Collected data
=======

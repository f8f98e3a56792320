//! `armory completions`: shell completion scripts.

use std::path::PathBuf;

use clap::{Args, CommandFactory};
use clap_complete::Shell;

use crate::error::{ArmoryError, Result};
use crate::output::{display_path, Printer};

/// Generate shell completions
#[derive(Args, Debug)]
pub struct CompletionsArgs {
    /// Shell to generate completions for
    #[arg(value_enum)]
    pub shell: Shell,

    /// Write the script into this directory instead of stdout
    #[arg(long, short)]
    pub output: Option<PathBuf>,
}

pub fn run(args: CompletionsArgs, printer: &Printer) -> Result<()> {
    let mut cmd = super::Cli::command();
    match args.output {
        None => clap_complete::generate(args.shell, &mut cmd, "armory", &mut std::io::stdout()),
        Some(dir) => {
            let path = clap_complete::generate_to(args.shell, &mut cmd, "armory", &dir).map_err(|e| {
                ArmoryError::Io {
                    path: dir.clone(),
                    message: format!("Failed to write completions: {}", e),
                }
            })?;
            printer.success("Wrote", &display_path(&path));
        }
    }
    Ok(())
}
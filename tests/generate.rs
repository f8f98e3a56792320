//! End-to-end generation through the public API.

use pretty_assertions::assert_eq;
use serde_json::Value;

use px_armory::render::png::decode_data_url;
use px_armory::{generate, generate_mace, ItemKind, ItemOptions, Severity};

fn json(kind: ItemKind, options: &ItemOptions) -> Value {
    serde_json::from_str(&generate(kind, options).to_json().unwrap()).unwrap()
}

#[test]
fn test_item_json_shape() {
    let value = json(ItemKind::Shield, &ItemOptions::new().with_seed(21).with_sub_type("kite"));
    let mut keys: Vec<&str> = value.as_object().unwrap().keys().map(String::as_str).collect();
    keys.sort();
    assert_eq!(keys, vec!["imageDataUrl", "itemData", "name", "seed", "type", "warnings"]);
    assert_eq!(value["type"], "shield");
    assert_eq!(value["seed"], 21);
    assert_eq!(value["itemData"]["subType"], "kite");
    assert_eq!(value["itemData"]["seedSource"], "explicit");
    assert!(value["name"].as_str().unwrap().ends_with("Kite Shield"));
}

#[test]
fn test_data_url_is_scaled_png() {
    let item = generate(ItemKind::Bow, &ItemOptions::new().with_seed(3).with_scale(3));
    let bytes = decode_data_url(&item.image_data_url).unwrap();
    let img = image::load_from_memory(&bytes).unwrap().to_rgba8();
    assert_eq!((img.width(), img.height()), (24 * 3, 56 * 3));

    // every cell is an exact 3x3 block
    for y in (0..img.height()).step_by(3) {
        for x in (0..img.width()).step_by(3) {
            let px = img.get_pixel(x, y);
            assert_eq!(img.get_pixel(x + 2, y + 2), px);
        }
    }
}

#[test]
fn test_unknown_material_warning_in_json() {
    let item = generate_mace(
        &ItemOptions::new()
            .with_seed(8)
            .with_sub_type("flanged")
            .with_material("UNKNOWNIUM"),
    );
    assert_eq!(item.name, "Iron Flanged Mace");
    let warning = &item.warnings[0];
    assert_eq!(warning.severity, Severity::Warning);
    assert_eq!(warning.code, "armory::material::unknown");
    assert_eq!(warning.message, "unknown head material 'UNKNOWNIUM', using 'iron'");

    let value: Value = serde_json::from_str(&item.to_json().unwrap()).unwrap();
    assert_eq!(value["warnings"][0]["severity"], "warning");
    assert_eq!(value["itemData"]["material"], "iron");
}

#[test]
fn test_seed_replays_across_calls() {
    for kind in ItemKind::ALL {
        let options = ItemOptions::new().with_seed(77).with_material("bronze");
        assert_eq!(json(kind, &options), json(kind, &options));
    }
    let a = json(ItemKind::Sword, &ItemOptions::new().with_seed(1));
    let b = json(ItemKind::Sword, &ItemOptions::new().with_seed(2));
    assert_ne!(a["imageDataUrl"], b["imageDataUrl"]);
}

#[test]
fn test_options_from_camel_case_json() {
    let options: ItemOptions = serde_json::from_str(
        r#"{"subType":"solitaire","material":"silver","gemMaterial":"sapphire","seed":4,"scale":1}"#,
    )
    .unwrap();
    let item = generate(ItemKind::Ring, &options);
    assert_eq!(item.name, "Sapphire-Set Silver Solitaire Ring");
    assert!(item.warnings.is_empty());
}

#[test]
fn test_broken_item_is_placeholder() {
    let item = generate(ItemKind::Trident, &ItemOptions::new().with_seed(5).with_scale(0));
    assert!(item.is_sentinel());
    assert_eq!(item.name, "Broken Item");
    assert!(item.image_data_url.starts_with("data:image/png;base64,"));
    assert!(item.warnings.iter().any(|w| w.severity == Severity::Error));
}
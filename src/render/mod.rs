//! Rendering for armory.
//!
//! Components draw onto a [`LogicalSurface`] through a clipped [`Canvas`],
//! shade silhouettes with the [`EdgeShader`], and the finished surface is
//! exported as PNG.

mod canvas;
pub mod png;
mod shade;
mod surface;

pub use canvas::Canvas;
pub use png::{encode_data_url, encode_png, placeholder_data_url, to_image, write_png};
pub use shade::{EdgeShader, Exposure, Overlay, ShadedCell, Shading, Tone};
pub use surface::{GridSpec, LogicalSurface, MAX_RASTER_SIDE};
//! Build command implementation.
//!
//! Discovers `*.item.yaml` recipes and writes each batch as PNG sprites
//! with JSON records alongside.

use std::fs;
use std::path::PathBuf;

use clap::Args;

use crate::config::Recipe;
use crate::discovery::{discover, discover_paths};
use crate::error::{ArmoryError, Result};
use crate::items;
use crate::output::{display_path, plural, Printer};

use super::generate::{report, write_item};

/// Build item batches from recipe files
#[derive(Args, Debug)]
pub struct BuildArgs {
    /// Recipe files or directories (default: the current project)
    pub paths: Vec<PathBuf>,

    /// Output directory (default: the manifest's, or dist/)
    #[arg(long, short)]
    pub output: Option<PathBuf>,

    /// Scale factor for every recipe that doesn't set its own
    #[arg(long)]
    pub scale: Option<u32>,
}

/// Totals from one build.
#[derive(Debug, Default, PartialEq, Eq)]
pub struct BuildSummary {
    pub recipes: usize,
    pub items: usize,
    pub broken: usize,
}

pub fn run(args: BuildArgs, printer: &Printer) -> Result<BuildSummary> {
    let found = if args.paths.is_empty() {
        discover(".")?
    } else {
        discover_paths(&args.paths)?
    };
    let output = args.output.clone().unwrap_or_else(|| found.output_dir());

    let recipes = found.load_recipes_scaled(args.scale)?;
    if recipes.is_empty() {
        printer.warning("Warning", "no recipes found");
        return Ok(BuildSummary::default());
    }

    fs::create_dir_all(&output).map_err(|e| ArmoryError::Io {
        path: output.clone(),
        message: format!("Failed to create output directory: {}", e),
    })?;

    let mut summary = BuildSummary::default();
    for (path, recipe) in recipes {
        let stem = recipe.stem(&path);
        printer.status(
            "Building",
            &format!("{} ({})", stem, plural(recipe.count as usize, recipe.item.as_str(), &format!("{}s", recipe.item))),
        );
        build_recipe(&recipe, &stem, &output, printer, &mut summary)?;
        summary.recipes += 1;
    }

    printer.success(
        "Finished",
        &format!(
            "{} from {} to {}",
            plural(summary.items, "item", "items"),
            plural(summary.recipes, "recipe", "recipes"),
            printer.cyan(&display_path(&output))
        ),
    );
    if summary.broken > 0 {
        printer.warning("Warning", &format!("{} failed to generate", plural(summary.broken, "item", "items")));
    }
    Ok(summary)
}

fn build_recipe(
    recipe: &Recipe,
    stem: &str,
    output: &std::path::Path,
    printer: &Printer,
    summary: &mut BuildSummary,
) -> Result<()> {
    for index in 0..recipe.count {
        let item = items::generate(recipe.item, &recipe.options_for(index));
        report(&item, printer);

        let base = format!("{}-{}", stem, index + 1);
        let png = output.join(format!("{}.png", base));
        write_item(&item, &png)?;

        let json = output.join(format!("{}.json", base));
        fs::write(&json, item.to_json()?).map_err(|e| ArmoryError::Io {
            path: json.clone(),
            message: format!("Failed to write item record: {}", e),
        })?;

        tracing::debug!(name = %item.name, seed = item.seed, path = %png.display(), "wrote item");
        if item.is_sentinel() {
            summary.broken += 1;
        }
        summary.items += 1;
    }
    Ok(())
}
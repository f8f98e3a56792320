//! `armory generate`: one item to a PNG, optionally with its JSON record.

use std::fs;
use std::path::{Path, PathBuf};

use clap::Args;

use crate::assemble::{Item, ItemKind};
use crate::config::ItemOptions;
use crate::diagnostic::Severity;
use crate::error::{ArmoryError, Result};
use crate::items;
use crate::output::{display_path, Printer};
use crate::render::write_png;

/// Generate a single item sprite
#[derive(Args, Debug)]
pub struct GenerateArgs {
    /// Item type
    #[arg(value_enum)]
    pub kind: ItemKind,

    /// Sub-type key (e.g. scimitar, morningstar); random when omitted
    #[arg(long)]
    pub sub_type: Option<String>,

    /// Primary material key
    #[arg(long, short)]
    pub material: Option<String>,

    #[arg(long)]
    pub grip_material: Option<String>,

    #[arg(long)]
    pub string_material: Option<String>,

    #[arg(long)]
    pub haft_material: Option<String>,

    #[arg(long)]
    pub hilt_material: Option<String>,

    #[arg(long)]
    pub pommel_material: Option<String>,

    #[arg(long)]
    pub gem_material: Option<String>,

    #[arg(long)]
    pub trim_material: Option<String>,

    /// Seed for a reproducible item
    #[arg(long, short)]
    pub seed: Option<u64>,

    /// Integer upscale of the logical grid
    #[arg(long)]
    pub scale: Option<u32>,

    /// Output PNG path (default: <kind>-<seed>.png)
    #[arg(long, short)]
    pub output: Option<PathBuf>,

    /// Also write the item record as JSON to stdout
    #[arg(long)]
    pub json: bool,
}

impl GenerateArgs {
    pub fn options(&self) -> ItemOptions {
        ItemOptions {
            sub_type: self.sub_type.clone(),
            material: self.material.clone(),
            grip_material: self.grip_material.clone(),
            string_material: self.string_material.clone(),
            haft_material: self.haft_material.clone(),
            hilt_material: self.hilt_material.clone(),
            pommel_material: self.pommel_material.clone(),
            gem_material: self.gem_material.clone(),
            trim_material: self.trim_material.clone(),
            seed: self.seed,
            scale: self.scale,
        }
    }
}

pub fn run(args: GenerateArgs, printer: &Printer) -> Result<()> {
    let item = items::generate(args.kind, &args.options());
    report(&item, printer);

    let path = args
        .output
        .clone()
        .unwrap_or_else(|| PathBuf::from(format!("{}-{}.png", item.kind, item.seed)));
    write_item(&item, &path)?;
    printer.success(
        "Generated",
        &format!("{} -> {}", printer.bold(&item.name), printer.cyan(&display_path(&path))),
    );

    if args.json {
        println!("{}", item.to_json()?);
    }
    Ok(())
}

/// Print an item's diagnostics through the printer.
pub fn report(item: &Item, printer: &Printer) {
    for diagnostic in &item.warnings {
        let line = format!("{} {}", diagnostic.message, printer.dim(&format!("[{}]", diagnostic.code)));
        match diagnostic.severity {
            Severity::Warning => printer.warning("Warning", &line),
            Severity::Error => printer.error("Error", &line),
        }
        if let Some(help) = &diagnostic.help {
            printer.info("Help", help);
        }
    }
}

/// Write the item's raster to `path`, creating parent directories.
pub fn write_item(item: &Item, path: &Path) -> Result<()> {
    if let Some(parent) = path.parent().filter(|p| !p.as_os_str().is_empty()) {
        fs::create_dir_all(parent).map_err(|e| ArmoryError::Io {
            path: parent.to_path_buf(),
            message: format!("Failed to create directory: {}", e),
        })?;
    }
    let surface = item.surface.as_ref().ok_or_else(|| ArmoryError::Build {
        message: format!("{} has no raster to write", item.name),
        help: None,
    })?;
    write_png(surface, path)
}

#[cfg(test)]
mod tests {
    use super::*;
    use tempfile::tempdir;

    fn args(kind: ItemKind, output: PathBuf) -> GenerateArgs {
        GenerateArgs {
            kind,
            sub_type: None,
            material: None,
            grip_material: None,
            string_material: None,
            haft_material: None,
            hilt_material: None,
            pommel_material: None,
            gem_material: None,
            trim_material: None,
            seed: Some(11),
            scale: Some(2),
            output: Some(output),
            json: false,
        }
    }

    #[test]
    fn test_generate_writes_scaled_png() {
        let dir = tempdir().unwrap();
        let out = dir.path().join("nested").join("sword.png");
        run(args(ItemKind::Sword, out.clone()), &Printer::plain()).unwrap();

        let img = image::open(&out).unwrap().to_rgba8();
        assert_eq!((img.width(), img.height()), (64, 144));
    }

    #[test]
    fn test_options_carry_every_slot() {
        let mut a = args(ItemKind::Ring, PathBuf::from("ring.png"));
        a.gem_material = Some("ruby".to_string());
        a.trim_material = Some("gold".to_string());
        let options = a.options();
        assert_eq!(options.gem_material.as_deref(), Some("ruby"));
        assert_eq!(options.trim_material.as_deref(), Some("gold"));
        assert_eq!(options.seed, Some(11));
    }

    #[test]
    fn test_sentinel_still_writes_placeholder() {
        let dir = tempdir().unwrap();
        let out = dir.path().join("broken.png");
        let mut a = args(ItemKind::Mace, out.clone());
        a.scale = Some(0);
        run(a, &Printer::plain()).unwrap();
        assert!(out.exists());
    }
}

=======

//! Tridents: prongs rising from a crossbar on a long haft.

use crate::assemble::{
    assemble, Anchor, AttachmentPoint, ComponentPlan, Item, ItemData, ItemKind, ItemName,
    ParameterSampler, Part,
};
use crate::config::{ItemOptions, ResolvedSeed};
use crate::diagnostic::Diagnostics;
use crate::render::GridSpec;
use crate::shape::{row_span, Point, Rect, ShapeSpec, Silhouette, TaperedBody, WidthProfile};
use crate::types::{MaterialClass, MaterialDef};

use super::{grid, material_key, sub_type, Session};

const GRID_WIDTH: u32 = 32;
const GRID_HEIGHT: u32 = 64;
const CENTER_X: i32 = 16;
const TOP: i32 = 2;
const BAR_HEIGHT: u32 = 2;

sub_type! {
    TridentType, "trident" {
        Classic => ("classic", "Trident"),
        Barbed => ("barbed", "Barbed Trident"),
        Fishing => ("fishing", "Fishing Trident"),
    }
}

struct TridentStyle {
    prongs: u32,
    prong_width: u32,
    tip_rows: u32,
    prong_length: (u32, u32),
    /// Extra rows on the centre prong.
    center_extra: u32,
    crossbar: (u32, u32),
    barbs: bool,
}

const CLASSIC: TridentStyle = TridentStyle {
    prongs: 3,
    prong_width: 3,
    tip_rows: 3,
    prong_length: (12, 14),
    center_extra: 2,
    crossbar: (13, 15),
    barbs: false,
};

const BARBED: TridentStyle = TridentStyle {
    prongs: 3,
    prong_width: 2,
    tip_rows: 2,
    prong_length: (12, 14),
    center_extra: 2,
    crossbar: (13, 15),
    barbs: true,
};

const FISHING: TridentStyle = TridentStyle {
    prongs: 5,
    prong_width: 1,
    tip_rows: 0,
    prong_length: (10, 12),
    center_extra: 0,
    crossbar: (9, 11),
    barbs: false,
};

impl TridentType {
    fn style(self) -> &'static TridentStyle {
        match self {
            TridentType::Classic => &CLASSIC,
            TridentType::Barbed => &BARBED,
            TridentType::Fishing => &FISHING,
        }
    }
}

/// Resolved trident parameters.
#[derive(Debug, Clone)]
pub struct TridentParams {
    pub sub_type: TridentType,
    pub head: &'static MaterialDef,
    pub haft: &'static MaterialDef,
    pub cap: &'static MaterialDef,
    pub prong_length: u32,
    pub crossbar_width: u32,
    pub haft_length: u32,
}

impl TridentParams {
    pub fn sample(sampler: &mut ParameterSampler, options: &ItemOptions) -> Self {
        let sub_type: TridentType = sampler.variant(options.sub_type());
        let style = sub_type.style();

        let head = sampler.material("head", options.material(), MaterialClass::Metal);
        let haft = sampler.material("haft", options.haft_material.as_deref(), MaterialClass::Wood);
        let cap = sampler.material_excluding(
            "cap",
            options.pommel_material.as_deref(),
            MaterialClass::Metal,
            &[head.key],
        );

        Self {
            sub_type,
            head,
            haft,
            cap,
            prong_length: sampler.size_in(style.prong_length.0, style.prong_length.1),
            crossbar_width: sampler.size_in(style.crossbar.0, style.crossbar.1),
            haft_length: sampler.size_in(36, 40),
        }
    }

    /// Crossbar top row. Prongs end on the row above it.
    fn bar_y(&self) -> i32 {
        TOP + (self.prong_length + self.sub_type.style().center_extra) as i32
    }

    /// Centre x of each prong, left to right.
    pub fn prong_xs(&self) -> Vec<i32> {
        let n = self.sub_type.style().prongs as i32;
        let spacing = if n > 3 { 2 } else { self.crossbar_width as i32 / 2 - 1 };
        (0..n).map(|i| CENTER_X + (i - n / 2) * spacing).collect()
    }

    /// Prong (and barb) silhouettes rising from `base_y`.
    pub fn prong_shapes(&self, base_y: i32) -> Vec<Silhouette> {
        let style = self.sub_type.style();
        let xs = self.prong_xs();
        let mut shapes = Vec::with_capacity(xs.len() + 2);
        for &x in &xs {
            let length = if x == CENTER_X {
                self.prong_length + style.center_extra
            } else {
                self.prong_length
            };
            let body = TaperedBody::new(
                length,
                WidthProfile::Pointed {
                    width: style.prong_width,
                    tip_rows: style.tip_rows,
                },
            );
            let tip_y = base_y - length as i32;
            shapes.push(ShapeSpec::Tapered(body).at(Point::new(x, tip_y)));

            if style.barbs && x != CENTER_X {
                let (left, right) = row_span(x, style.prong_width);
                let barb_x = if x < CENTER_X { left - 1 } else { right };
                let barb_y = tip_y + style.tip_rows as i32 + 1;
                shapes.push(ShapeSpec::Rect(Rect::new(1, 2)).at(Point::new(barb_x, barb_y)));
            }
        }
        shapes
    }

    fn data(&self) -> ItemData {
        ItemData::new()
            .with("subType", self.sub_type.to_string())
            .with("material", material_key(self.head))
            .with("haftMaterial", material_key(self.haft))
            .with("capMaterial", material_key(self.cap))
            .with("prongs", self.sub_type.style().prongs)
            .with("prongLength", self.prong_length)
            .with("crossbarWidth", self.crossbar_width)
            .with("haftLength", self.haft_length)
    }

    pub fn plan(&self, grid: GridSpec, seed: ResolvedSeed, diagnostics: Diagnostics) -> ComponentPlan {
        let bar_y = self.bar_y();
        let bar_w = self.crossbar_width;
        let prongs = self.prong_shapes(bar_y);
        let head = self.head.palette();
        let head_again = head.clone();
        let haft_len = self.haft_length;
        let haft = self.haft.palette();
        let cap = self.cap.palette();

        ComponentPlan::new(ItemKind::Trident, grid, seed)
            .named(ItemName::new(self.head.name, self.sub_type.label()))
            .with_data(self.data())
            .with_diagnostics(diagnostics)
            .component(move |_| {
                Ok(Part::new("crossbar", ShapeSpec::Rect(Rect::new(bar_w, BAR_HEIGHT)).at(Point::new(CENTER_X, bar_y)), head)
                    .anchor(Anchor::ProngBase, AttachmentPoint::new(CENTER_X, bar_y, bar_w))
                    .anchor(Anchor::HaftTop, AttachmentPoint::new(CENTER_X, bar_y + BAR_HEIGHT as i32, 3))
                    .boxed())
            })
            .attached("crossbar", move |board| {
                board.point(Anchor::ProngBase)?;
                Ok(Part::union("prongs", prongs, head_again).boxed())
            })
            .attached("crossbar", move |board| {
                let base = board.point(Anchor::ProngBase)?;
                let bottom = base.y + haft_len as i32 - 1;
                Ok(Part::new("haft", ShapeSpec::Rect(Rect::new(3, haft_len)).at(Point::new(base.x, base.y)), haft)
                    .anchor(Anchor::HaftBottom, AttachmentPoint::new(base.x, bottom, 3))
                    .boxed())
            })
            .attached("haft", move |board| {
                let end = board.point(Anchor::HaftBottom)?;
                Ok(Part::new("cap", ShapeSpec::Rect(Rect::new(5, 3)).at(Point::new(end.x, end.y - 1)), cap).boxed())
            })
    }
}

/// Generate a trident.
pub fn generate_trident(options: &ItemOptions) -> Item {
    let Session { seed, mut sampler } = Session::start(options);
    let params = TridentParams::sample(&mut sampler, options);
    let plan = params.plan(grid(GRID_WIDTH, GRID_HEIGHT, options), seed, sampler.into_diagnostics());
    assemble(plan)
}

=======

> [Task details]
Your answer must be a single number: how many lines of the records contain the word "ProngBase".

> [Reply to the exercise]
3